• Stored data
__________________________________________________

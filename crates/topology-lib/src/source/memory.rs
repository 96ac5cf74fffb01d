//! In-memory telemetry source

use super::{
    TelemetrySource, SIGNAL_DU_THROUGHPUT, SIGNAL_LOSS, SIGNAL_RU_THROUGHPUT, SIGNAL_TRANSMIT,
};
use crate::error::SourceError;
use crate::models::CellId;
use std::collections::HashMap;

#[derive(Debug, Clone, Default)]
struct CellSeries {
    loss: Option<Vec<f64>>,
    transmit: Option<Vec<f64>>,
    du: Option<Vec<f64>>,
    ru: Option<Vec<f64>>,
}

/// Telemetry held in memory, cells listed in insertion order
#[derive(Debug, Clone, Default)]
pub struct MemorySource {
    order: Vec<CellId>,
    cells: HashMap<CellId, CellSeries>,
}

impl MemorySource {
    pub fn builder() -> MemorySourceBuilder {
        MemorySourceBuilder::default()
    }

    fn signal(
        &self,
        cell: &str,
        signal: &'static str,
        pick: impl Fn(&CellSeries) -> Option<&Vec<f64>>,
    ) -> Result<Vec<f64>, SourceError> {
        let series = self
            .cells
            .get(cell)
            .ok_or_else(|| SourceError::UnknownCell(cell.to_string()))?;
        pick(series)
            .cloned()
            .ok_or_else(|| SourceError::SignalUnavailable {
                cell: cell.to_string(),
                signal,
            })
    }
}

impl TelemetrySource for MemorySource {
    fn list_cells(&self) -> Result<Vec<CellId>, SourceError> {
        Ok(self.order.clone())
    }

    fn loss_series(&self, cell: &str) -> Result<Vec<f64>, SourceError> {
        self.signal(cell, SIGNAL_LOSS, |s| s.loss.as_ref())
    }

    fn transmit_series(&self, cell: &str) -> Result<Vec<f64>, SourceError> {
        self.signal(cell, SIGNAL_TRANSMIT, |s| s.transmit.as_ref())
    }

    fn du_throughput_series(&self, cell: &str) -> Result<Vec<f64>, SourceError> {
        self.signal(cell, SIGNAL_DU_THROUGHPUT, |s| s.du.as_ref())
    }

    fn ru_throughput_series(&self, cell: &str) -> Result<Vec<f64>, SourceError> {
        self.signal(cell, SIGNAL_RU_THROUGHPUT, |s| s.ru.as_ref())
    }

    fn describe(&self) -> String {
        "memory".to_string()
    }
}

/// Builder for [`MemorySource`]
///
/// Loss series are stored as given; callers are expected to pass already
/// normalized values.
#[derive(Debug, Default)]
pub struct MemorySourceBuilder {
    source: MemorySource,
}

impl MemorySourceBuilder {
    fn entry(&mut self, cell: &str) -> &mut CellSeries {
        if !self.source.cells.contains_key(cell) {
            self.source.order.push(cell.to_string());
        }
        self.source.cells.entry(cell.to_string()).or_default()
    }

    /// Register a cell without any series
    pub fn cell(mut self, cell: &str) -> Self {
        self.entry(cell);
        self
    }

    pub fn loss(mut self, cell: &str, series: Vec<f64>) -> Self {
        self.entry(cell).loss = Some(series);
        self
    }

    pub fn transmit(mut self, cell: &str, series: Vec<f64>) -> Self {
        self.entry(cell).transmit = Some(series);
        self
    }

    pub fn du(mut self, cell: &str, series: Vec<f64>) -> Self {
        self.entry(cell).du = Some(series);
        self
    }

    pub fn ru(mut self, cell: &str, series: Vec<f64>) -> Self {
        self.entry(cell).ru = Some(series);
        self
    }

    pub fn build(self) -> MemorySource {
        self.source
    }
}

#[cfg(test)]
mod tests {
    use super::*;

    #[test]
    fn test_cells_listed_in_insertion_order() {
        let source = MemorySource::builder()
            .loss("7", vec![0.0, 1.0])
            .transmit("3", vec![5.0])
            .loss("3", vec![1.0])
            .cell("1")
            .build();
        assert_eq!(source.list_cells().unwrap(), vec!["7", "3", "1"]);
    }

    #[test]
    fn test_missing_signal_and_unknown_cell() {
        let source = MemorySource::builder().loss("1", vec![1.0]).build();
        assert!(matches!(
            source.transmit_series("1"),
            Err(SourceError::SignalUnavailable { signal: "transmit", .. })
        ));
        assert!(matches!(
            source.loss_series("9"),
            Err(SourceError::UnknownCell(_))
        ));
    }
}
//! Dual-capture capacity model
//!
//! Uses two capture points per cell:
//! - DU side: demand as transmitted, before congestion
//! - RU side: traffic actually delivered, after congestion
//!
//! All member series (DU and RU alike) are truncated to the shortest one
//! before per-slot summation, because congestion is computed from
//! differences at matching slots.

use super::{check_margin, check_packet_size, check_slot, packet_bits, CapacityEstimator};
use crate::config::DualCaptureConfig;
use crate::error::TopologyError;
use crate::models::{CapacityMap, CapacityReport, DualCaptureCapacity, LinkMap};
use crate::source::{series_or_empty, TelemetrySource, SIGNAL_DU_THROUGHPUT, SIGNAL_RU_THROUGHPUT};
use crate::stats::{mean, round3};
use tracing::debug;

/// Default slot duration of the dual-capture model (143 µs)
pub const DEFAULT_SLOT_DURATION_US: f64 = 143.0;

/// Default safety margin of the dual-capture model (25%)
pub const DEFAULT_DUAL_BUFFER_MARGIN: f64 = 0.25;

/// Guards the per-slot congestion ratio against zero demand
pub const CONGESTION_EPSILON: f64 = 1e-9;

/// Estimates link capacity and congestion from DU/RU captures
#[derive(Debug, Clone)]
pub struct DualCaptureEstimator {
    packet_bits: f64,
    slot_duration_us: f64,
    buffer_margin: f64,
}

impl DualCaptureEstimator {
    pub fn new(config: &DualCaptureConfig) -> Result<Self, TopologyError> {
        Ok(Self {
            packet_bits: packet_bits(check_packet_size(config.packet_size_bytes)?),
            slot_duration_us: check_slot(config.slot_duration_us, "us")?,
            buffer_margin: check_margin(config.buffer_margin)?,
        })
    }

    pub fn buffer_margin(&self) -> f64 {
        self.buffer_margin
    }

    /// Convert packets per slot into Gbps
    pub fn series_to_gbps(&self, packets: &[f64]) -> Vec<f64> {
        let slot_seconds = self.slot_duration_us / 1_000_000.0;
        packets
            .iter()
            .map(|p| p * self.packet_bits / slot_seconds / 1e9)
            .collect()
    }

    /// Capacity report for one link's member cells
    pub fn estimate_link(&self, cells: &[String], source: &dyn TelemetrySource) -> CapacityReport {
        if cells.is_empty() {
            return CapacityReport::empty();
        }

        let mut du_all = Vec::with_capacity(cells.len());
        let mut ru_all = Vec::with_capacity(cells.len());
        for cell in cells {
            du_all.push(series_or_empty(
                source.du_throughput_series(cell),
                cell,
                SIGNAL_DU_THROUGHPUT,
            ));
            ru_all.push(series_or_empty(
                source.ru_throughput_series(cell),
                cell,
                SIGNAL_RU_THROUGHPUT,
            ));
        }

        let aligned = du_all
            .iter()
            .chain(&ru_all)
            .map(Vec::len)
            .min()
            .unwrap_or(0);
        if aligned == 0 {
            return CapacityReport::empty();
        }

        let du_gbps = self.series_to_gbps(&sum_aligned(&du_all, aligned));
        let ru_gbps = self.series_to_gbps(&sum_aligned(&ru_all, aligned));

        let peak_demand = du_gbps.iter().cloned().fold(f64::NEG_INFINITY, f64::max);
        let average_demand = mean(&du_gbps);
        let congestion = congestion_score(&du_gbps, &ru_gbps);
        let safe_capacity = peak_demand * (1.0 + self.buffer_margin);

        CapacityReport::DualCapture(DualCaptureCapacity {
            peak_demand_gbps: round3(peak_demand),
            average_demand_gbps: round3(average_demand),
            safe_capacity_gbps: round3(safe_capacity),
            congestion_score: round3(congestion),
            buffer_margin: self.buffer_margin,
            aligned_slots: aligned,
        })
    }
}

impl Default for DualCaptureEstimator {
    fn default() -> Self {
        Self {
            packet_bits: packet_bits(super::DEFAULT_PACKET_SIZE_BYTES),
            slot_duration_us: DEFAULT_SLOT_DURATION_US,
            buffer_margin: DEFAULT_DUAL_BUFFER_MARGIN,
        }
    }
}

impl CapacityEstimator for DualCaptureEstimator {
    fn estimate(&self, links: &LinkMap, source: &dyn TelemetrySource) -> CapacityMap {
        links
            .iter()
            .map(|(label, cells)| {
                let report = self.estimate_link(cells, source);
                match &report {
                    CapacityReport::DualCapture(r) => debug!(
                        link = %label,
                        peak_demand_gbps = r.peak_demand_gbps,
                        congestion_score = r.congestion_score,
                        aligned_slots = r.aligned_slots,
                        "Estimated dual-capture capacity"
                    ),
                    _ => debug!(link = %label, "No aligned DU/RU data for link"),
                }
                (label, report)
            })
            .collect()
    }

    fn name(&self) -> &'static str {
        "dual"
    }
}

/// Per-slot sum of the first `len` samples of every series
fn sum_aligned(series: &[Vec<f64>], len: usize) -> Vec<f64> {
    let mut sum = vec![0.0; len];
    for s in series {
        for (acc, v) in sum.iter_mut().zip(&s[..len]) {
            *acc += v;
        }
    }
    sum
}

/// Mean per-slot fraction of demand not delivered, each slot clamped to [0, 1]
///
/// Over-delivery (RU above DU) counts as zero for that slot.
pub(crate) fn congestion_score(du: &[f64], ru: &[f64]) -> f64 {
    let ratios: Vec<f64> = du
        .iter()
        .zip(ru)
        .map(|(d, r)| {
            let ratio = (d - r) / (d + CONGESTION_EPSILON);
            if ratio.is_nan() {
                0.0
            } else {
                ratio.clamp(0.0, 1.0)
            }
        })
        .collect();
    mean(&ratios)
}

__________________________________________________

• The task
Set down the lines above as they stand, starting with the first line and ending with the line that contains "use crate::error::SourceError;".

• Your response
filename crates/topology-lib/src/source/memory.rs
repository 96ac5cf74fffb01d
//! In-memory telemetry source

use super::{
    TelemetrySource, SIGNAL_DU_THROUGHPUT, SIGNAL_LOSS, SIGNAL_RU_THROUGHPUT, SIGNAL_TRANSMIT,
};
use crate::error::SourceError;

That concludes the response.